The Sgt. Aubrey Cosens VC Memorial Bridge is a road bridge in Latchford, Ontario, which carries Ontario Highway 11, a branch of the Trans-Canada Highway system, across the Montreal River.

==History==
The bridge was constructed in October 1960. Prior to the bridge's construction, Highway 11 traffic crossed the river by driving directly over the nearby Latchford Dam.

The bridge was renamed in 1986 in honour of Aubrey Cosens, a military sergeant with The Queen's Own Rifles of Canada and Victoria Cross recipient from the area. Members of The Queen's Own Rifles, and the Argyll and Sutherland Highlanders of Canada(A&SHofC), Cosens' original regiment, were present at the official unveiling.
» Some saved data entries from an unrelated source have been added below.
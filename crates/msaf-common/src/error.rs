use serde::{Deserialize, Serialize};

/// Machine-readable error codes for the wire protocol.
/// Shared by every interface (M1, M5, management).
#[derive(Debug, Clone, Copy, Serialize, Deserialize, PartialEq, Eq)]
#[serde(rename_all = "snake_case")]
pub enum ErrorCode {
    ValidationError,
    Unauthorized,
    Forbidden,
    NotFound,
    MethodNotAllowed,
    Conflict,
    PreconditionFailed,
    UnsupportedMediaType,
    CertificateAuthorityError,
    Internal,
    UpstreamError,
    ServiceUnavailable,
    Timeout,
}

impl ErrorCode {
    /// HTTP status code for this error.
    /// Transport-agnostic (returns u16, not an axum type).
    pub fn http_status(&self) -> u16 {
        match self {
            Self::ValidationError => 400,
            Self::Unauthorized => 401,
            Self::Forbidden => 403,
            Self::NotFound => 404,
            Self::MethodNotAllowed => 405,
            Self::Conflict => 409,
            Self::PreconditionFailed => 412,
            Self::UnsupportedMediaType => 415,
            Self::CertificateAuthorityError | Self::Internal => 500,
            Self::UpstreamError => 502,
            Self::ServiceUnavailable => 503,
            Self::Timeout => 504,
        }
    }

    /// Default problem title for this error.
    pub fn title(&self) -> &'static str {
        match self {
            Self::ValidationError => "Bad Request",
            Self::Unauthorized => "Unauthorized",
            Self::Forbidden => "Forbidden",
            Self::NotFound => "Not Found",
            Self::MethodNotAllowed => "Method Not Allowed",
            Self::Conflict => "Conflict",
            Self::PreconditionFailed => "Precondition Failed",
            Self::UnsupportedMediaType => "Unsupported Media Type",
            Self::CertificateAuthorityError => "Certificate Authority Error",
            Self::Internal => "Internal Server Error",
            Self::UpstreamError => "Bad Gateway",
            Self::ServiceUnavailable => "Service Unavailable",
            Self::Timeout => "Gateway Timeout",
        }
    }
}
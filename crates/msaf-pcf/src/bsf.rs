//! Binding Support Function discovery.
//!
//! Maps a UE address to the PCF serving it. Lookups are cached: hits
//! for the configured TTL, misses for a shorter negative TTL so an
//! absent binding does not turn every request into a BSF round trip.

use std::collections::HashMap;
use std::time::Duration;

use serde::Deserialize;
use tokio::time::Instant;

use crate::error::PolicyError;

/// One cached binding: the PCF endpoint, or `None` for a cached miss.
#[derive(Debug, Clone)]
struct BsfEntry {
    pcf_endpoint: Option<String>,
    expires: Instant,
}

/// UE address → PCF endpoint cache.
#[derive(Debug)]
pub struct BsfCache {
    entries: HashMap<String, BsfEntry>,
    ttl: Duration,
    negative_ttl: Duration,
}

/// Cache lookup result.
#[derive(Debug, Clone, PartialEq, Eq)]
pub enum BsfLookup {
    /// No usable entry; ask the BSF.
    Miss,
    /// Cached binding.
    Hit(String),
    /// Cached "no PCF serves this UE".
    NegativeHit,
}

impl BsfCache {
    pub fn new(ttl: Duration, negative_ttl: Duration) -> Self {
        Self {
            entries: HashMap::new(),
            ttl,
            negative_ttl,
        }
    }

    pub fn lookup(&mut self, ue_address: &str) -> BsfLookup {
        match self.entries.get(ue_address) {
            Some(entry) if entry.expires > Instant::now() => match &entry.pcf_endpoint {
                Some(endpoint) => BsfLookup::Hit(endpoint.clone()),
                None => BsfLookup::NegativeHit,
            },
            Some(_) => {
                self.entries.remove(ue_address);
                BsfLookup::Miss
            }
            None => BsfLookup::Miss,
        }
    }

    pub fn insert(&mut self, ue_address: &str, pcf_endpoint: Option<String>) {
        let ttl = if pcf_endpoint.is_some() {
            self.ttl
        } else {
            self.negative_ttl
        };
        self.entries.insert(
            ue_address.to_string(),
            BsfEntry {
                pcf_endpoint,
                expires: Instant::now() + ttl,
            },
        );
    }
}

// ── Nbsf_Management client ──────────────────────────────────────────

#[derive(Debug, Deserialize)]
#[serde(rename_all = "camelCase")]
struct PcfBinding {
    pcf_fqdn: Option<String>,
    #[serde(default)]
    pcf_ip_end_points: Vec<IpEndPoint>,
}

#[derive(Debug, Deserialize)]
#[serde(rename_all = "camelCase")]
struct IpEndPoint {
    ipv4_address: Option<String>,
    ipv6_address: Option<String>,
    port: Option<u16>,
}

/// Client for `Nbsf_Management` PCF binding discovery.
#[derive(Debug, Clone)]
pub struct BsfClient {
    http: reqwest::Client,
    endpoint: String,
}

impl BsfClient {
    pub fn new(endpoint: String, timeout: Duration) -> Self {
        let http = reqwest::Client::builder()
            .timeout(timeout)
            .build()
            .unwrap_or_default();
        Self { http, endpoint }
    }

    /// Asks the BSF which PCF serves the UE address. `Ok(None)` is a
    /// definitive "no binding" answer, cached negatively by the caller.
    pub async fn discover(&self, ue_address: &str) -> Result<Option<String>, PolicyError> {
        let param = if ue_address.contains(':') {
            "ipv6Prefix"
        } else {
            "ipv4Addr"
        };
        let url = format!(
            "{}/nbsf-management/v1/pcfBindings?{param}={ue_address}",
            self.endpoint.trim_end_matches('/')
        );
        let response = self
            .http
            .get(url)
            .send()
            .await
            .map_err(PolicyError::from_transport)?;
        match response.status() {
            status if status.is_success() => {
                let binding: PcfBinding = response
                    .json()
                    .await
                    .map_err(|e| PolicyError::Upstream(format!("bad BSF response: {e}")))?;
                Ok(binding_endpoint(&binding))
            }
            reqwest::StatusCode::NOT_FOUND => Ok(None),
            status => Err(PolicyError::Upstream(format!(
                "BSF returned status {status}"
            ))),
        }
    }
}

fn binding_endpoint(binding: &PcfBinding) -> Option<String> {
    if let Some(fqdn) = &binding.pcf_fqdn {
        return Some(format!("http://{fqdn}"));
    }
    binding.pcf_ip_end_points.iter().find_map(|ep| {
        let host = ep
            .ipv4_address
            .clone()
            .or_else(|| ep.ipv6_address.as_ref().map(|v6| format!("[{v6}]")))?;
        let port = ep.port.unwrap_or(80);
        Some(format!("http://{host}:{port}"))
    })
}

#[cfg(test)]
mod tests {
    use super::*;

    #[tokio::test(start_paused = true)]
    async fn positive_entries_expire_after_ttl() {
        let mut cache = BsfCache::new(Duration::from_secs(300), Duration::from_secs(30));
        cache.insert("10.0.0.1", Some("http://pcf".into()));
        assert_eq!(cache.lookup("10.0.0.1"), BsfLookup::Hit("http://pcf".into()));

        tokio::time::advance(Duration::from_secs(301)).await;
        assert_eq!(cache.lookup("10.0.0.1"), BsfLookup::Miss);
    }

    #[tokio::test(start_paused = true)]
    async fn negative_entries_expire_sooner() {
        let mut cache = BsfCache::new(Duration::from_secs(300), Duration::from_secs(30));
        cache.insert("10.0.0.2", None);
        assert_eq!(cache.lookup("10.0.0.2"), BsfLookup::NegativeHit);

        tokio::time::advance(Duration::from_secs(31)).await;
        assert_eq!(cache.lookup("10.0.0.2"), BsfLookup::Miss);
    }

    #[tokio::test]
    async fn unknown_address_is_a_miss() {
        let mut cache = BsfCache::new(Duration::from_secs(300), Duration::from_secs(30));
        assert_eq!(cache.lookup("10.9.9.9"), BsfLookup::Miss);
    }

    #[test]
    fn binding_prefers_fqdn() {
        let binding = PcfBinding {
            pcf_fqdn: Some("pcf.example.com:8091".into()),
            pcf_ip_end_points: vec![IpEndPoint {
                ipv4_address: Some("192.0.2.1".into()),
                ipv6_address: None,
                port: Some(80),
            }],
        };
        assert_eq!(
            binding_endpoint(&binding),
            Some("http://pcf.example.com:8091".into())
        );
    }

    #[test]
    fn binding_falls_back_to_ip_endpoint() {
        let binding = PcfBinding {
            pcf_fqdn: None,
            pcf_ip_end_points: vec![IpEndPoint {
                ipv4_address: Some("192.0.2.1".into()),
                ipv6_address: None,
                port: Some(8091),
            }],
        };
        assert_eq!(
            binding_endpoint(&binding),
            Some("http://192.0.2.1:8091".into())
        );
    }

    #[test]
    fn binding_without_addresses_is_none() {
        let binding = PcfBinding {
            pcf_fqdn: None,
            pcf_ip_end_points: vec![],
        };
        assert_eq!(binding_endpoint(&binding), None);
    }
}
//! Content protocols discovery.
//!
//! A static document embedded at build time, served on M1 with a fixed
//! entity tag (the SHA-256 of the embedded bytes) and a Last-Modified of
//! process start. Conditional GETs short-circuit to 304.

use std::sync::OnceLock;

use msaf_common::ResourceMetadata;

pub const CONTENT_PROTOCOLS_JSON: &str = include_str!("content-protocols.json");

static METADATA: OnceLock<ResourceMetadata> = OnceLock::new();

/// Metadata for the embedded document, computed once per process.
pub fn metadata() -> &'static ResourceMetadata {
    METADATA.get_or_init(|| ResourceMetadata::for_body(CONTENT_PROTOCOLS_JSON.as_bytes()))
}
//! Reconciliation events.
//!
//! Provisioning mutations never talk to application servers directly:
//! they emit events on an unbounded channel, and the reconciliation
//! engine routes each event to the state nodes of the named hosts. All
//! references are by id so the store and the engine share no pointers.

use std::sync::atomic::{AtomicU32, AtomicUsize, Ordering};
use std::sync::Arc;

use tokio::sync::mpsc;
use tokio::sync::Notify;

/// One unit of work for the application-server reconciliation engine.
#[derive(Debug, Clone)]
pub enum SyncEvent {
    /// Push one certificate (by AF-unique id) to the named hosts.
    UploadCertificate {
        hosts: Vec<String>,
        af_unique_id: String,
    },
    /// Push the content hosting configuration of a session.
    UploadContentHosting {
        hosts: Vec<String>,
        provisioning_session_id: String,
    },
    /// Withdraw one certificate from the named hosts.
    DeleteCertificate {
        hosts: Vec<String>,
        af_unique_id: String,
    },
    /// Withdraw the content hosting configuration of a session.
    DeleteContentHosting {
        hosts: Vec<String>,
        provisioning_session_id: String,
    },
    /// Purge cached content for a session, optionally filtered by a
    /// regular expression. The tracker aggregates per-host completions
    /// so the originating M1 request can be answered.
    PurgeContentHostingCache {
        hosts: Vec<String>,
        provisioning_session_id: String,
        pattern: Option<String>,
        tracker: Arc<PurgeTracker>,
    },
    /// First phase of session deletion: withdraw every mirror of the
    /// session from the named hosts. Each host confirms back through the
    /// store once its queues hold nothing for this session.
    WithdrawSession {
        hosts: Vec<String>,
        provisioning_session_id: String,
        certificate_ids: Vec<String>,
    },
}

pub type SyncSender = mpsc::UnboundedSender<SyncEvent>;
pub type SyncReceiver = mpsc::UnboundedReceiver<SyncEvent>;

pub fn channel() -> (SyncSender, SyncReceiver) {
    mpsc::unbounded_channel()
}

// ── Purge aggregation ───────────────────────────────────────────────

#[derive(Debug, Clone, PartialEq, Eq)]
pub struct PurgeOutcome {
    pub purged: u32,
    pub failures: u32,
}

/// Aggregates purge completions across the participating hosts.
///
/// The M1 handler that initiated the purge awaits [`PurgeTracker::wait`];
/// each application server node reports exactly once.
#[derive(Debug)]
pub struct PurgeTracker {
    remaining: AtomicUsize,
    purged: AtomicU32,
    failures: AtomicU32,
    notify: Notify,
}

impl PurgeTracker {
    pub fn new(parties: usize) -> Arc<Self> {
        Arc::new(Self {
            remaining: AtomicUsize::new(parties),
            purged: AtomicU32::new(0),
            failures: AtomicU32::new(0),
            notify: Notify::new(),
        })
    }

    /// Records one host's result: the number of purged entries, or a
    /// failure.
    pub fn complete(&self, purged: Option<u32>) {
        match purged {
            Some(count) => {
                self.purged.fetch_add(count, Ordering::SeqCst);
            }
            None => {
                self.failures.fetch_add(1, Ordering::SeqCst);
            }
        }
        if self.remaining.fetch_sub(1, Ordering::SeqCst) == 1 {
            self.notify.notify_waiters();
        }
    }

    /// Waits until every participating host has reported.
    pub async fn wait(&self) -> PurgeOutcome {
        loop {
            let mut notified = std::pin::pin!(self.notify.notified());
            notified.as_mut().enable();
            if self.remaining.load(Ordering::SeqCst) == 0 {
                return PurgeOutcome {
                    purged: self.purged.load(Ordering::SeqCst),
                    failures: self.failures.load(Ordering::SeqCst),
                };
            }
            notified.await;
        }
    }
}

#[cfg(test)]
mod tests {
    use super::*;

    #[tokio::test]
    async fn tracker_with_no_parties_resolves_immediately() {
        let tracker = PurgeTracker::new(0);
        let outcome = tracker.wait().await;
        assert_eq!(outcome, PurgeOutcome { purged: 0, failures: 0 });
    }

    #[tokio::test]
    async fn tracker_sums_purge_counts() {
        let tracker = PurgeTracker::new(2);
        let waiter = {
            let t = Arc::clone(&tracker);
            tokio::spawn(async move { t.wait().await })
        };
        tracker.complete(Some(3));
        tracker.complete(Some(4));
        let outcome = waiter.await.unwrap();
        assert_eq!(outcome.purged, 7);
        assert_eq!(outcome.failures, 0);
    }

    #[tokio::test]
    async fn tracker_counts_failures() {
        let tracker = PurgeTracker::new(2);
        tracker.complete(Some(1));
        tracker.complete(None);
        let outcome = tracker.wait().await;
        assert_eq!(outcome.purged, 1);
        assert_eq!(outcome.failures, 1);
    }

    #[tokio::test]
    async fn channel_delivers_events_in_order() {
        let (tx, mut rx) = channel();
        tx.send(SyncEvent::UploadCertificate {
            hosts: vec!["a".into()],
            af_unique_id: "ps:c1".into(),
        })
        .unwrap();
        tx.send(SyncEvent::UploadContentHosting {
            hosts: vec!["a".into()],
            provisioning_session_id: "ps".into(),
        })
        .unwrap();
        assert!(matches!(
            rx.recv().await,
            Some(SyncEvent::UploadCertificate { .. })
        ));
        assert!(matches!(
            rx.recv().await,
            Some(SyncEvent::UploadContentHosting { .. })
        ));
    }
}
Just a few months earlier, provincial Transportation Minister Ed Fulton had refused the town's request to name the bridge for Cosens on the grounds that government policy was to not name bridges after people, despite the fact that the government had just recently renamed the Burlington Bay Skyway in Burlington and Hamilton for former cabinet minister James Allan.

==Failure and reconstruction==
On January 14, 2003 there was a partial failure of the bridge, resulting in the closure of the highway. At approximately 2:45 p.m., as a transport truck was passing over the bridge, several rivets suddenly tore away from the support cables, causing the northwest corner of the bridge deck to drop approximately two metres. There were no casualties in the incident, as the truck driver made it safely off the bridge.

The collapse forced Highway 11 traffic to detour, resulting in abnormally high traffic loads being pushed onto routes such as Ontario Highway 65, Quebec Route 101, Ontario Highway 63 and Ontario Highway 533, or to drive as far as Latchford, walk across the dam and have another vehicle pick them up on the other side. Ontario Northland also instituted a special train service between Temagami and New Liskeard for the duration of the interruption.

A temporary one-lane Bailey bridge, which opened two weeks after the incident, was immediately constructed to carry traffic on the highway; due to the expected water levels on the Montreal River once ice and snow began to melt in the spring, however, a second temporary bridge then had to be constructed for the duration of the original bridge's reconstruction.

According to the Ministry of Transportation's final report, the failure was caused by fatigue fracture of three steel hanger rods on the northwest side of the bridge. The report also recommended a number of improvements to the ministry's design and inspection practices to prevent future failures of this type.

Following reconstruction, the bridge resumed service in 2005. Each hanger rod was replaced with four cable wires, to provide greater stability in the event of a wire failure.